Don’t Fall Prey To Common Fraud Schemes
Our community is going through so much right now because of the Coronavirus Pandemic. We are learning to deal with social distancing, virtual learning, and working from home. All of this “new normal” involves the use of computers and the internet which has also become even more attractive for hackers and scammers. These nefarious individuals are also on their computers and internet working hard to target anyone and everyone, world-wide, to accept their fraud scheme. It is important to know the latest threats and be aware of the steps you can take to protect yourself against the latest fraud scams.
Banking & Fraud Schemes
Keeping your assets and personal information secure from fraud schemes is important to everyone including the banks. Fraudsters are always looking to try to get straight to the cash. Phone calls are a favorite tool. If you receive a phone call from the “bank,” you can bet it is probably not your local Whitney or Chase branch, especially if they are asking to confirm some of your personal information. The best thing to do in this case is to hang up and call your bank directly to find out if it is fraud. A bank will never contact you and ask you for your social security number, PIN number or other banking credentials…they already have those. Some fraud scammers will do the same thing with texting and emails. Never, Ever click on any links or download any attachments in text messages or emails. Hackers and Scammers love to create websites, apps, and emails that look like the real bank. These online “resources” are designed to infect your device with malware with the intent to steal online banking information and credit card information. Never give up you User ID or Password to unknown sources even if they say their are providing “financial relief” as part of COVID-19 unemployment help. It is a fraud scheme.
FBI Tips During The Pandemic
According to the FBI website, the COVID-19 crisis has been a fraud scheme creation boon for criminals and con artists. Because school, work and even social life has moved online, criminals are clandestinely following in the online shadows targeting kids and personal finances with elaborate fraud schemes.
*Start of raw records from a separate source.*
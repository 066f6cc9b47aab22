use axum::Json;
use axum::extract::{Path, State};
use common::{EntityKind, Role};
use sea_orm::*;
use tracing::instrument;

use crate::entity::{assignment, class, exam, grade, lesson, parent, student, subject, teacher};
use crate::error::{AppError, ErrorBody};
use crate::extractors::auth::Viewer;
use crate::models::lookup::*;
use crate::state::AppState;
use crate::utils::scope;

/// One reference-data list a form can declare.
#[derive(Clone, Copy, PartialEq, Eq)]
enum Lookup {
    Grades,
    Classes,
    Subjects,
    Teachers,
    Parents,
    Students,
    Lessons,
    Exams,
    Assignments,
}

/// The registry: which lookup lists each entity's form needs.
///
/// This replaces a per-entity dispatch switch; adding a form means adding a
/// row here, not a new branch.
const REGISTRY: &[(EntityKind, &[Lookup])] = &[
    (EntityKind::Teacher, &[Lookup::Subjects]),
    (
        EntityKind::Student,
        &[Lookup::Grades, Lookup::Classes, Lookup::Parents],
    ),
    (EntityKind::Parent, &[]),
    (EntityKind::Subject, &[Lookup::Teachers]),
    (EntityKind::Class, &[Lookup::Grades, Lookup::Teachers]),
    (
        EntityKind::Lesson,
        &[Lookup::Subjects, Lookup::Classes, Lookup::Teachers],
    ),
    (EntityKind::Exam, &[Lookup::Lessons]),
    (EntityKind::Assignment, &[Lookup::Lessons]),
    (
        EntityKind::Result,
        &[Lookup::Students, Lookup::Exams, Lookup::Assignments],
    ),
    (EntityKind::Attendance, &[Lookup::Students, Lookup::Lessons]),
    (EntityKind::Event, &[Lookup::Classes]),
    (EntityKind::Announcement, &[Lookup::Classes]),
];

#[utoipa::path(
    get,
    path = "/{entity}/options",
    tag = "Forms",
    operation_id = "formOptions",
    summary = "Fetch the reference data an entity's form needs",
    description = "Returns the drop-down option lists registered for the entity. Requires create or update capability on the entity; lesson-derived lists are scoped to the acting teacher's own lessons.",
    params(("entity" = String, Path, description = "Entity tag, e.g. `lesson` or `exam`")),
    responses(
        (status = 200, description = "Reference data for the form", body = FormOptionsResponse),
        (status = 403, description = "Viewer may not open this form (PERMISSION_DENIED)", body = ErrorBody),
        (status = 404, description = "Unknown entity tag (NOT_FOUND)", body = ErrorBody),
    ),
    security(("jwt" = [])),
)]
#[instrument(skip(state, viewer), fields(entity = %entity))]
pub async fn form_options(
    viewer: Viewer,
    State(state): State<AppState>,
    Path(entity): Path<String>,
) -> Result<Json<FormOptionsResponse>, AppError> {
    let kind: EntityKind = entity
        .parse()
        .map_err(|_| AppError::NotFound(format!("Unknown entity '{entity}'")))?;

    if !viewer.can_use_form(kind) {
        return Err(AppError::PermissionDenied);
    }

    let lookups = REGISTRY
        .iter()
        .find(|(k, _)| *k == kind)
        .map(|(_, lookups)| *lookups)
        .unwrap_or_default();

    let mut response = FormOptionsResponse::default();
    for lookup in lookups {
        match lookup {
            Lookup::Grades => {
                response.grades = Some(
                    grade::Entity::find()
                        .select_only()
                        .column(grade::Column::Id)
                        .column(grade::Column::Level)
                        .order_by_asc(grade::Column::Level)
                        .into_model::<GradeOption>()
                        .all(&state.db)
                        .await?,
                );
            }
            Lookup::Classes => {
                response.classes = Some(
                    class::Entity::find()
                        .select_only()
                        .column(class::Column::Id)
                        .column(class::Column::Name)
                        .order_by_asc(class::Column::Name)
                        .into_model::<NamedOption>()
                        .all(&state.db)
                        .await?,
                );
            }
            Lookup::Subjects => {
                response.subjects = Some(
                    subject::Entity::find()
                        .select_only()
                        .column(subject::Column::Id)
                        .column(subject::Column::Name)
                        .order_by_asc(subject::Column::Name)
                        .into_model::<NamedOption>()
                        .all(&state.db)
                        .await?,
                );
            }
            Lookup::Teachers => {
                response.teachers = Some(
                    teacher::Entity::find()
                        .select_only()
                        .column(teacher::Column::Id)
                        .column(teacher::Column::Name)
                        .column(teacher::Column::Surname)
                        .order_by_asc(teacher::Column::Surname)
                        .into_model::<PersonOption>()
                        .all(&state.db)
                        .await?,
                );
            }
            Lookup::Parents => {
                response.parents = Some(
                    parent::Entity::find()
                        .select_only()
                        .column(parent::Column::Id)
                        .column(parent::Column::Name)
                        .column(parent::Column::Surname)
                        .order_by_asc(parent::Column::Surname)
                        .into_model::<PersonOption>()
                        .all(&state.db)
                        .await?,
                );
            }
            Lookup::Students => {
                let mut select = student::Entity::find();
                if viewer.role == Role::Teacher {
                    select = select.filter(
                        student::Column::ClassId
                            .in_subquery(scope::class_ids_for_teacher(viewer.user_id)),
                    );
                }
                response.students = Some(
                    select
                        .select_only()
                        .column(student::Column::Id)
                        .column(student::Column::Name)
                        .column(student::Column::Surname)
                        .order_by_asc(student::Column::Surname)
                        .into_model::<PersonOption>()
                        .all(&state.db)
                        .await?,
                );
            }
            Lookup::Lessons => {
                let mut select = lesson::Entity::find();
                if viewer.role == Role::Teacher {
                    select = select.filter(lesson::Column::TeacherId.eq(viewer.user_id));
                }
                response.lessons = Some(
                    select
                        .select_only()
                        .column(lesson::Column::Id)
                        .column(lesson::Column::Name)
                        .order_by_asc(lesson::Column::Name)
                        .into_model::<NamedOption>()
                        .all(&state.db)
                        .await?,
                );
            }
            Lookup::Exams => {
                let mut select = exam::Entity::find();
                if viewer.role == Role::Teacher {
                    select = select.filter(
                        exam::Column::LessonId
                            .in_subquery(scope::lesson_ids_for_teacher(viewer.user_id)),
                    );
                }
                response.exams = Some(
                    select
                        .select_only()
                        .column(exam::Column::Id)
                        .column(exam::Column::Title)
                        .order_by_asc(exam::Column::Title)
                        .into_model::<TitledOption>()
                        .all(&state.db)
                        .await?,
                );
            }
            Lookup::Assignments => {
                let mut select = assignment::Entity::find();
                if viewer.role == Role::Teacher {
                    select = select.filter(
                        assignment::Column::LessonId
                            .in_subquery(scope::lesson_ids_for_teacher(viewer.user_id)),
                    );
                }
                response.assignments = Some(
                    select
                        .select_only()
                        .column(assignment::Column::Id)
                        .column(assignment::Column::Title)
                        .order_by_asc(assignment::Column::Title)
                        .into_model::<TitledOption>()
                        .all(&state.db)
                        .await?,
                );
            }
        }
    }

    Ok(Json(response))
}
The FBI and our law enforcement partner agencies are very much open for business, and we’ve been very successful in finding and prosecuting COVID-related cases, ~ FBI Financial Crimes Section Chief Steven Merrill, FBI.gov.
Crimes Against Children
Criminals are using virtual meeting platforms like Zoom to target children. They are using these platforms to broadcast child sexual abuse materials to unwitting participants of schools, churches and other online gatherings. In the last 3 months, the FBI has seen more than 300 of these incidents according to Leonard Carollo, chief of the FBI’s Crimes Against Children and Human Trafficking Unit (see more here). The FBI is also concerned about the rise of Sextortion. According to the FBI, “Sextortion begins when a predator reaches out to a young person over a game, app, or social media account. Through deception, manipulation, money and gifts, or threats, the predator convinces the young person to produce an explicit video or image. When the young person starts to resist requests to make more images, the criminal will use threats of harm or exposure of the early images to pressure the child to continue producing content.” ~ FBI.gov – https://www.fbi.gov/news/stories/stop-sextortion-youth-face-risk-online-090319 Parents need to take the time to talk with their children, frankly, about these online predators to help avoid these dangers.
Financial Crimes & Scams
The creative fraud schemes have really taken on a new look by scammers because of the pandemic. Scammers are trying to get the loan money from the Paycheck Protection Program by using stolen identities to file for unemployment or posing as a business. The criminals sometimes use money mules to hide their crimes and launder their fraud money. A money mule is a person who transfers illegally acquired money for another person. The money mules may or may not even know they are playing a role in the crime. This particular fraud scheme can be done when people transfer money as a down payment on a house. Unfortunately, when they transferred the money to the “title company,” they are actually sending their money to the wrong account due to a compromised email fraud scheme.
Fraudulent Antibody Testing for Covid-19
Some scammers are now entering the marketing fraud scheme business. They are advertising unapproved but free COVID-19 antibody tests with the hopes of obtaining an individuals’ personal information including health insurance to be used for future identity theft and fraud scams. The FBI warns against these free tests offered by marketing solicitors contacting you in person, phone or email. Check the FDA’s website (FDA.gov) for approved tests, consult with your physician before using any at home tests, never share your personal information.
If you think you are the victim of a fraud scheme, contact the National Center Fraud Hotline at 866-720-5721 or justice.gov/disastercomplaintform.